Em qualquer acordo ou contrato que o Estado Português venha a efetuar ou tenha em vigor atualmente com Estados terceiros ou empresas em seu nome, a Amnistia Internacional Portugal apela às seguintes recomendações:

  1. A responsabilidade de due diligence em direitos humanos por parte do governo português tem de ser cumprida, tendo deste de se certificar que as empresas ou Estados com quem faz acordos de prestação de serviços ou de fornecimento de pessoal profissional, são cumpridoras dos direitos humanos, da demais legislação portuguesa em vigor para com os/as profissionais que vierem a executar na prática esses acordos, e da legislação em vigor em Portugal, onde a prestação de serviços é de facto efetuada. Entendido o princípio da territorialidade, Portugal não pode aceitar a aplicação extraterritorial de leis cubanas no nosso país e que, ademais, sejam contrárias à legislação portuguesa.
  1. Que aos/às profissionais que vêm prestar serviços em Portugal, não lhes seja retida a retribuição ou parte dela no país de origem – quer forçadamente quer em regime de dupla tributação – bem como outros direitos como salário igual ao de funções iguais de outros pares de outras nacionalidades ou com contrato direto com o SNS português, respeitando o princípio de que para funções iguais, salários iguais. Que a estes profissionais seja assim garantido, além do salário, a segurança social e demais direitos que outros profissionais de saúde também beneficiam, conforme a legislação portuguesa em vigor.

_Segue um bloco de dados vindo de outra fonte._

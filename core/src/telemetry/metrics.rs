use std::sync::Mutex;

/// Batch counters shared between worker threads.
pub struct MetricsRecorder {
    inner: Mutex<Metrics>,
}

#[derive(Debug, Clone, Copy, Default, PartialEq, Eq)]
pub struct Metrics {
    pub processed: usize,
    pub errors: usize,
    pub low_confidence: usize,
}

impl MetricsRecorder {
    pub fn new() -> Self {
        Self {
            inner: Mutex::new(Metrics::default()),
        }
    }

    pub fn record_processed(&self, low_confidence: bool) {
        if let Ok(mut metrics) = self.inner.lock() {
            metrics.processed += 1;
            if low_confidence {
                metrics.low_confidence += 1;
            }
        }
    }

    pub fn record_error(&self) {
        if let Ok(mut metrics) = self.inner.lock() {
            metrics.errors += 1;
        }
    }

    pub fn snapshot(&self) -> Metrics {
        self.inner.lock().map(|metrics| *metrics).unwrap_or_default()
    }
}

impl Default for MetricsRecorder {
    fn default() -> Self {
        Self::new()
    }
}

#[cfg(test)]
mod tests {
    use super::*;
    use std::sync::Arc;
    use std::thread;

    #[test]
    fn counters_accumulate_across_threads() {
        let recorder = Arc::new(MetricsRecorder::new());
        let handles: Vec<_> = (0..4)
            .map(|i| {
                let recorder = recorder.clone();
                thread::spawn(move || {
                    recorder.record_processed(i % 2 == 0);
                    if i == 3 {
                        recorder.record_error();
                    }
                })
            })
            .collect();
        for handle in handles {
            handle.join().unwrap();
        }
        assert_eq!(
            recorder.snapshot(),
            Metrics {
                processed: 4,
                errors: 1,
                low_confidence: 2,
            }
        );
    }
}
use std::sync::Arc;

use crate::config::EstimatorConfig;
use crate::interface::Estimate;
use crate::prelude::{ChannelPair, ProcessingStage, StageError, StageResult};
use crate::processing::{
    AngleMapper, BandpassStage, CrossCorrelator, DelayEstimator, FilterKernel, NoiseStage,
    ResampleStage,
};
use crate::telemetry::log::LogManager;

/// Full angle-of-arrival pipeline for one microphone pair.
///
/// Building an `Estimator` validates the configuration and designs the FIR
/// kernel once; `estimate` is then a pure function of its inputs and may be
/// called from many threads at the same time.
pub struct Estimator {
    config: EstimatorConfig,
    kernel: Arc<FilterKernel>,
    stages: Vec<Box<dyn ProcessingStage>>,
    correlator: CrossCorrelator,
    delay: DelayEstimator,
    mapper: AngleMapper,
    logger: LogManager,
}

impl Estimator {
    pub fn new(config: EstimatorConfig) -> StageResult<Self> {
        config.validate()?;

        let kernel = Arc::new(FilterKernel::design(&config.bandpass));
        let stages: Vec<Box<dyn ProcessingStage>> = vec![
            Box::new(BandpassStage::new(kernel.clone())),
            Box::new(NoiseStage::new(config.noise_gate.clone())),
            Box::new(ResampleStage::new(config.upsample_factor)),
        ];
        let delay = DelayEstimator::new(
            config.speed_of_sound,
            config.mic_distance,
            config.search_window_factor,
        );
        let mapper = AngleMapper::new(
            config.speed_of_sound,
            config.mic_distance,
            config.edge_correction,
        );

        Ok(Self {
            config,
            kernel,
            stages,
            correlator: CrossCorrelator::new(),
            delay,
            mapper,
            logger: LogManager::new("estimator"),
        })
    }

    pub fn config(&self) -> &EstimatorConfig {
        &self.config
    }

    pub fn kernel(&self) -> &FilterKernel {
        &self.kernel
    }

    /// Estimates the arrival angle from two aligned channels.
    pub fn estimate(&self, left: &[f64], right: &[f64], sample_rate: u32) -> StageResult<Estimate> {
        let pair = ChannelPair::new(left.to_vec(), right.to_vec(), sample_rate)?;
        self.estimate_pair(pair)
    }

    pub fn estimate_pair(&self, pair: ChannelPair) -> StageResult<Estimate> {
        let noise_len = self.config.noise_gate.noise_len;
        if pair.len() < noise_len {
            return Err(StageError::InputShape(format!(
                "recording has {} samples, at least {} are needed for the noise reference",
                pair.len(),
                noise_len
            )));
        }

        let mut current = pair;
        for stage in &self.stages {
            let output = stage.execute(&current)?;
            self.logger.record(&format!(
                "{}: {}",
                stage.name(),
                output.metadata.notes.join(", ")
            ));
            current = output.pair;
        }

        let rate = current.sample_rate;
        let buffer = self.correlator.correlate(&current.left, &current.right)?;
        let delay = self.delay.estimate(&buffer, f64::from(rate))?;
        let cos_theta = self.mapper.cos_theta(delay.lag, f64::from(rate));
        let angle_deg = self.mapper.angle_from_cos(cos_theta);

        let low_confidence = delay.confidence < self.config.min_confidence;
        if low_confidence {
            self.logger.warn(&format!(
                "low confidence {:.3} (lag {}, angle {:.2})",
                delay.confidence, delay.lag, angle_deg
            ));
        } else {
            self.logger.record(&format!(
                "lag {} at {} Hz -> {:.2} deg (confidence {:.3})",
                delay.lag, rate, angle_deg, delay.confidence
            ));
        }

        Ok(Estimate {
            angle_deg,
            lag: delay.lag,
            cos_theta,
            upsampled_rate: rate,
            confidence: delay.confidence,
            low_confidence,
        })
    }
}

#[cfg(test)]
mod tests {
    use super::*;
    use rand::{rngs::StdRng, Rng, SeedableRng};
    use std::f64::consts::PI;

    const RATE: u32 = 44_100;
    const LEN: usize = 16_384;
    const ONSET: usize = 6_000;

    fn envelope(t: f64) -> f64 {
        let start = ONSET as f64 / RATE as f64;
        let stop = (LEN - 1_500) as f64 / RATE as f64;
        let ramp = 0.01;
        if t <= start || t >= stop {
            0.0
        } else if t < start + ramp {
            0.5 - 0.5 * (PI * (t - start) / ramp).cos()
        } else if t > stop - ramp {
            0.5 - 0.5 * (PI * (stop - t) / ramp).cos()
        } else {
            1.0
        }
    }

    /// Multi-tone burst evaluated at continuous time, so any delay is exact.
    fn source(t: f64) -> f64 {
        let tones = [(900.0, 0.3), (1_700.0, 1.1), (2_600.0, 2.0), (3_900.0, 0.7)];
        envelope(t)
            * tones
                .iter()
                .map(|&(freq, phase)| 0.25 * (2.0 * PI * freq * t + phase).sin())
                .sum::<f64>()
    }

    /// `left` hears the source `delay` seconds later than `right`.
    fn recording(delay: f64, seed: u64) -> (Vec<f64>, Vec<f64>) {
        let mut rng = StdRng::seed_from_u64(seed);
        let mut channel = |shift: f64| -> Vec<f64> {
            (0..LEN)
                .map(|n| {
                    let t = n as f64 / RATE as f64;
                    source(t - shift) + rng.gen_range(-1e-3..1e-3)
                })
                .collect()
        };
        let left = channel(delay.max(0.0));
        let right = channel((-delay).max(0.0));
        (left, right)
    }

    fn estimator() -> Estimator {
        Estimator::new(EstimatorConfig::default()).unwrap()
    }

    #[test]
    fn identical_sines_are_broadside() {
        let tone: Vec<f64> = (0..8_192)
            .map(|n| (2.0 * PI * 1_000.0 * n as f64 / RATE as f64).sin())
            .collect();
        let estimate = estimator().estimate(&tone, &tone, RATE).unwrap();
        assert!((estimate.angle_deg - 90.0).abs() < 2.0, "{:?}", estimate);
        assert_eq!(estimate.upsampled_rate, RATE * 16);
    }

    #[test]
    fn end_fire_delay_maps_near_the_baseline() {
        let max_delay = 0.1 / 343.0;
        let estimator = estimator();

        let (left, right) = recording(-max_delay, 1);
        let estimate = estimator.estimate(&left, &right, RATE).unwrap();
        assert!(estimate.angle_deg > 170.0, "{:?}", estimate);
        assert!(estimate.lag < 0);

        let (left, right) = recording(max_delay, 2);
        let estimate = estimator.estimate(&left, &right, RATE).unwrap();
        assert!(estimate.angle_deg < 10.0, "{:?}", estimate);
        assert!(!estimate.low_confidence);
    }

    #[test]
    fn oblique_source_lands_near_its_angle() {
        let angle: f64 = 60.0;
        let delay = 0.1 * angle.to_radians().cos() / 343.0;
        let (left, right) = recording(delay, 3);
        let estimate = estimator().estimate(&left, &right, RATE).unwrap();
        assert!((estimate.angle_deg - angle).abs() < 3.0, "{:?}", estimate);
    }

    #[test]
    fn silence_yields_defined_low_confidence_angle() {
        let silence = vec![0.0; 8_192];
        let estimate = estimator().estimate(&silence, &silence, RATE).unwrap();
        assert_eq!(estimate.lag, 0);
        assert!((estimate.angle_deg - 90.0).abs() < 1e-9);
        assert!(estimate.low_confidence);
        assert_eq!(estimate.confidence, 0.0);
    }

    #[test]
    fn shape_errors_surface_before_processing() {
        let estimator = estimator();
        assert!(matches!(
            estimator.estimate(&[0.0; 5_000], &[0.0; 4_999], RATE),
            Err(StageError::InputShape(_))
        ));
        assert!(matches!(
            estimator.estimate(&[0.0; 3_999], &[0.0; 3_999], RATE),
            Err(StageError::InputShape(_))
        ));
        assert!(matches!(
            estimator.estimate(&[0.0; 5_000], &[0.0; 5_000], 0),
            Err(StageError::InputShape(_))
        ));
    }

    #[test]
    fn invalid_configuration_is_rejected_eagerly() {
        let config = EstimatorConfig {
            speed_of_sound: 0.0,
            ..Default::default()
        };
        assert!(matches!(
            Estimator::new(config),
            Err(StageError::Configuration(_))
        ));
    }

    #[test]
    fn estimator_is_shareable_across_threads() {
        fn assert_send_sync<T: Send + Sync>() {}
        assert_send_sync::<Estimator>();
    }
}
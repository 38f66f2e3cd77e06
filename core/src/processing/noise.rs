use ndarray::{Array1, Array2, Axis};
use num_complex::Complex64;
use std::f64::consts::PI;

use crate::config::NoiseGateConfig;
use crate::math::fft::FftHelper;
use crate::math::matrix::MatrixHelper;
use crate::math::stats::StatsHelper;
use crate::prelude::{
    ProcessingStage, StageError, StageInput, StageMetadata, StageOutput, StageResult,
};

const AMIN: f64 = 1e-20;
const TOP_DB: f64 = 80.0;

/// Short-time Fourier transform with centred, mirror-padded frames.
struct Stft {
    n_fft: usize,
    hop: usize,
    window: Vec<f64>,
    fft: FftHelper,
}

/// Index into a signal of length `len` mirrored about its end samples.
fn reflect_index(index: isize, len: usize) -> usize {
    if len == 1 {
        return 0;
    }
    let period = 2 * (len as isize - 1);
    let folded = index.rem_euclid(period);
    if folded >= len as isize {
        (period - folded) as usize
    } else {
        folded as usize
    }
}

impl Stft {
    fn new(config: &NoiseGateConfig) -> Self {
        let n_fft = config.n_fft;
        let win = config.win_length;
        // Periodic Hann window centred inside the FFT frame.
        let lead = (n_fft - win) / 2;
        let mut window = vec![0.0; n_fft];
        for n in 0..win {
            window[lead + n] = 0.5 - 0.5 * (2.0 * PI * n as f64 / win as f64).cos();
        }
        Self {
            n_fft,
            hop: config.hop_length,
            window,
            fft: FftHelper::new(n_fft),
        }
    }

    fn bins(&self) -> usize {
        self.n_fft / 2 + 1
    }

    /// Returns a `bins x frames` matrix.
    fn forward(&mut self, signal: &[f64]) -> Array2<Complex64> {
        let pad = (self.n_fft / 2) as isize;
        let frames = 1 + signal.len() / self.hop;
        let mut spectrum = Array2::zeros((self.bins(), frames));
        let mut frame = vec![0.0; self.n_fft];

        for t in 0..frames {
            let start = (t * self.hop) as isize - pad;
            for (n, value) in frame.iter_mut().enumerate() {
                let idx = reflect_index(start + n as isize, signal.len());
                *value = signal[idx] * self.window[n];
            }
            let transformed = self.fft.forward_real(&frame);
            for (bin, value) in transformed.iter().take(self.bins()).enumerate() {
                spectrum[[bin, t]] = *value;
            }
        }
        spectrum
    }

    /// Overlap-add inverse normalised by the summed squared window.
    fn inverse(&mut self, spectrum: &Array2<Complex64>, length: usize) -> Vec<f64> {
        let frames = spectrum.len_of(Axis(1));
        let total = self.n_fft + self.hop * frames.saturating_sub(1);
        let mut output = vec![0.0; total];
        let mut norm = vec![0.0; total];

        for (t, column) in spectrum.axis_iter(Axis(1)).enumerate() {
            let half: Vec<Complex64> = column.iter().copied().collect();
            let frame = self.fft.inverse_half_spectrum(&half);
            let offset = t * self.hop;
            for n in 0..self.n_fft {
                output[offset + n] += frame[n] * self.window[n];
                norm[offset + n] += self.window[n] * self.window[n];
            }
        }

        for (sample, weight) in output.iter_mut().zip(norm.iter()) {
            if *weight > f64::from(f32::MIN_POSITIVE) {
                *sample /= weight;
            }
        }

        let mut trimmed: Vec<f64> = output.into_iter().skip(self.n_fft / 2).take(length).collect();
        trimmed.resize(length, 0.0);
        trimmed
    }
}

fn amplitude_to_db(spectrum: &Array2<Complex64>) -> Array2<f64> {
    let db = spectrum.mapv(|c| 20.0 * c.norm().max(AMIN).log10());
    let ceiling = db.iter().copied().fold(f64::NEG_INFINITY, f64::max);
    db.mapv(|v| v.max(ceiling - TOP_DB))
}

/// Triangular weights spanning `grad` steps either side, normalised to sum 1.
fn triangle(grad: usize) -> Vec<f64> {
    let span = grad as f64 + 1.0;
    let weights: Vec<f64> = (0..=2 * grad)
        .map(|i| 1.0 - (i as f64 - grad as f64).abs() / span)
        .collect();
    let total: f64 = weights.iter().sum();
    weights.into_iter().map(|w| w / total).collect()
}

/// Noise floor in dB per frequency bin.
struct NoiseProfile {
    threshold: Array1<f64>,
}

impl NoiseProfile {
    fn from_db(noise_db: &Array2<f64>, n_std: f64) -> Self {
        let threshold = noise_db
            .axis_iter(Axis(0))
            .map(|row| {
                let values: Vec<f64> = row.iter().copied().collect();
                StatsHelper::mean(values.iter().copied()) + n_std * StatsHelper::std_dev(&values)
            })
            .collect();
        Self { threshold }
    }
}

/// Spectral gate driven by a noise-only reference segment.
pub struct NoiseSuppressor {
    config: NoiseGateConfig,
}

impl NoiseSuppressor {
    pub fn new(config: NoiseGateConfig) -> Self {
        Self { config }
    }

    /// Denoises `signal` using `reference` as the noise sample.
    ///
    /// References shorter than the analysis window are mirror-extended by the
    /// centred framing. A reference of fewer than two samples is rejected.
    pub fn suppress(&self, signal: &[f64], reference: &[f64]) -> StageResult<Vec<f64>> {
        if reference.len() < 2 {
            return Err(StageError::InputShape(format!(
                "noise reference needs at least 2 samples, got {}",
                reference.len()
            )));
        }
        if signal.is_empty() {
            return Err(StageError::InputShape("cannot denoise an empty channel".into()));
        }

        let mut stft = Stft::new(&self.config);

        let noise_db = amplitude_to_db(&stft.forward(reference));
        let profile = NoiseProfile::from_db(&noise_db, self.config.n_std_thresh);

        let mut padded = signal.to_vec();
        padded.resize(signal.len() + self.config.hop_length, 0.0);
        let spectrum = stft.forward(&padded);
        let signal_db = amplitude_to_db(&spectrum);
        let floor_db = signal_db.iter().copied().fold(f64::INFINITY, f64::min);

        let mut mask = Array2::zeros(signal_db.raw_dim());
        for ((bin, frame), value) in signal_db.indexed_iter() {
            if *value < profile.threshold[bin] {
                mask[[bin, frame]] = 1.0;
            }
        }
        let mask = MatrixHelper::convolve_separable(
            mask.view(),
            &triangle(self.config.n_grad_freq),
            &triangle(self.config.n_grad_time),
        ) * self.config.prop_decrease;

        let mut gated = spectrum;
        for ((bin, frame), value) in gated.indexed_iter_mut() {
            let magnitude = value.norm();
            if magnitude == 0.0 {
                continue;
            }
            let m = mask[[bin, frame]];
            let db = signal_db[[bin, frame]] * (1.0 - m) + floor_db * m;
            let amplitude = 10f64.powf(db / 20.0);
            *value *= amplitude / magnitude;
        }

        Ok(stft.inverse(&gated, signal.len()))
    }
}

/// Stage gating each channel against its own leading noise segment.
pub struct NoiseStage {
    suppressor: NoiseSuppressor,
    noise_len: usize,
}

impl NoiseStage {
    pub fn new(config: NoiseGateConfig) -> Self {
        let noise_len = config.noise_len;
        Self {
            suppressor: NoiseSuppressor::new(config),
            noise_len,
        }
    }
}

impl ProcessingStage for NoiseStage {
    fn name(&self) -> &'static str {
        "noise_gate"
    }

    fn execute(&self, input: &StageInput) -> StageResult<StageOutput> {
        if input.len() < self.noise_len {
            return Err(StageError::InputShape(format!(
                "channel has {} samples, noise reference needs {}",
                input.len(),
                self.noise_len
            )));
        }

        let pair = input.map_channels(input.sample_rate, |samples| {
            self.suppressor.suppress(samples, &samples[..self.noise_len])
        })?;
        let metadata = StageMetadata {
            notes: vec![
                format!("noise reference {} samples", self.noise_len),
                format!(
                    "rms left {:.3e} right {:.3e}",
                    StatsHelper::rms(&pair.left),
                    StatsHelper::rms(&pair.right)
                ),
            ],
        };
        Ok(StageOutput { pair, metadata })
    }
}

#[cfg(test)]
mod tests {
    use super::*;
    use crate::prelude::ChannelPair;
    use approx::assert_relative_eq;
    use rand::{rngs::StdRng, Rng, SeedableRng};

    fn small_config() -> NoiseGateConfig {
        NoiseGateConfig {
            noise_len: 512,
            n_fft: 256,
            win_length: 256,
            hop_length: 32,
            ..Default::default()
        }
    }

    #[test]
    fn reflect_index_mirrors_both_ends() {
        assert_eq!(reflect_index(-1, 5), 1);
        assert_eq!(reflect_index(-4, 5), 4);
        assert_eq!(reflect_index(5, 5), 3);
        assert_eq!(reflect_index(-6, 5), 2);
        assert_eq!(reflect_index(7, 1), 0);
    }

    #[test]
    fn triangle_matches_gradient_span() {
        let freq = triangle(2);
        assert_eq!(freq.len(), 5);
        assert_relative_eq!(freq.iter().sum::<f64>(), 1.0, epsilon = 1e-12);
        assert_relative_eq!(freq[2] / freq[0], 3.0, epsilon = 1e-12);
        assert_eq!(triangle(6).len(), 13);
    }

    #[test]
    fn unmasked_stft_round_trip_is_transparent() {
        let config = small_config();
        let mut stft = Stft::new(&config);
        let signal: Vec<f64> = (0..1000).map(|n| (n as f64 * 0.05).sin()).collect();
        let spectrum = stft.forward(&signal);
        let recovered = stft.inverse(&spectrum, signal.len());
        for (expected, actual) in signal.iter().zip(recovered.iter()) {
            assert_relative_eq!(expected, actual, epsilon = 1e-9);
        }
    }

    #[test]
    fn silence_stays_silent() {
        let suppressor = NoiseSuppressor::new(small_config());
        let output = suppressor.suppress(&[0.0; 2048], &[0.0; 512]).unwrap();
        assert_eq!(output.len(), 2048);
        assert!(output.iter().all(|v| v.is_finite() && *v == 0.0));
    }

    #[test]
    fn tone_survives_while_noise_is_attenuated() {
        let mut rng = StdRng::seed_from_u64(7);
        let noise: Vec<f64> = (0..4096).map(|_| rng.gen_range(-0.01..0.01)).collect();
        let mut signal = noise.clone();
        for (n, value) in signal.iter_mut().enumerate().skip(2048) {
            *value += (2.0 * PI * 0.1 * n as f64).sin();
        }

        let suppressor = NoiseSuppressor::new(small_config());
        let output = suppressor.suppress(&signal, &signal[..512]).unwrap();

        let head = StatsHelper::rms(&output[256..1536]);
        let tail = StatsHelper::rms(&output[2560..3584]);
        assert!(head < StatsHelper::rms(&noise[256..1536]));
        assert!(tail > 0.5);
    }

    #[test]
    fn short_reference_is_mirror_extended() {
        let mut rng = StdRng::seed_from_u64(21);
        let noise: Vec<f64> = (0..4096).map(|_| rng.gen_range(-0.01..0.01)).collect();
        let mut signal = noise.clone();
        for (n, value) in signal.iter_mut().enumerate().skip(2048) {
            *value += (2.0 * PI * 0.1 * n as f64).sin();
        }

        // 100 samples against a 256-point window.
        let suppressor = NoiseSuppressor::new(small_config());
        let output = suppressor.suppress(&signal, &signal[..100]).unwrap();

        assert_eq!(output.len(), signal.len());
        assert!(output.iter().all(|v| v.is_finite()));
        let head = StatsHelper::rms(&output[256..1536]);
        let tail = StatsHelper::rms(&output[2560..3584]);
        assert!(head < StatsHelper::rms(&noise[256..1536]));
        assert!(tail > 0.5);
    }

    #[test]
    fn stage_rejects_channels_shorter_than_reference() {
        let stage = NoiseStage::new(small_config());
        let pair = ChannelPair::new(vec![0.1; 100], vec![0.1; 100], 8000).unwrap();
        assert!(matches!(
            stage.execute(&pair),
            Err(StageError::InputShape(_))
        ));
    }

    #[test]
    fn short_reference_is_rejected() {
        let suppressor = NoiseSuppressor::new(small_config());
        assert!(suppressor.suppress(&[0.5; 64], &[0.5]).is_err());
    }
}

  1. Que o Governo português garanta que a liberdade de expressão, reunião, associação, e movimentação destes profissionais seja assegurada em Portugal, sem mais limitações, que qualquer outro/a profissional de saúde ou cidadão que viva e trabalhe em Portugal tenha no nosso país; e que nenhum Estado ou empresa terceira e não nacional cometa qualquer tipo de ingerência sobre a soberania do nosso país e da legislação portuguesa aplicada aos demais cidadãos e residentes. Em Portugal, deve-se o cumprimento da lei portuguesa e cabe exclusivamente ao Governo, Ministério Público e demais autoridades e instâncias judiciais fiscalizar, no âmbito das suas competências, esse cumprimento. O governo português não pode, ele próprio, ou ainda que indiretamente, promover o contrário.
  1. Que em qualquer acordo/tratado que o governo estabeleça, seja garantido que não há repressão para os familiares que permanecem em Cuba destes profissionais deslocados.
  2. Que qualquer contrato ou acordo que o governo faça, respeite a liberdade e os direitos humanos de todas as partes envolvidas.
  3. Além de o governo português poder desenvolver esta solução dignamente, não deixe de desenvolver outras soluções e esforços para garantir o direito humano de acesso à saúde em Portugal, através da formação de mais profissionais de saúde no nosso país, com mais medidas de retenção de profissionais de saúde, com a coordenação e otimização de todos os serviços de saúde existentes no país para que o acesso a cuidados de saúde seja efetivamente garantido como direito humano. Todas as soluções para garantir o direito humano que é o acesso à saúde não devem implicar a violação de outros direitos humanos.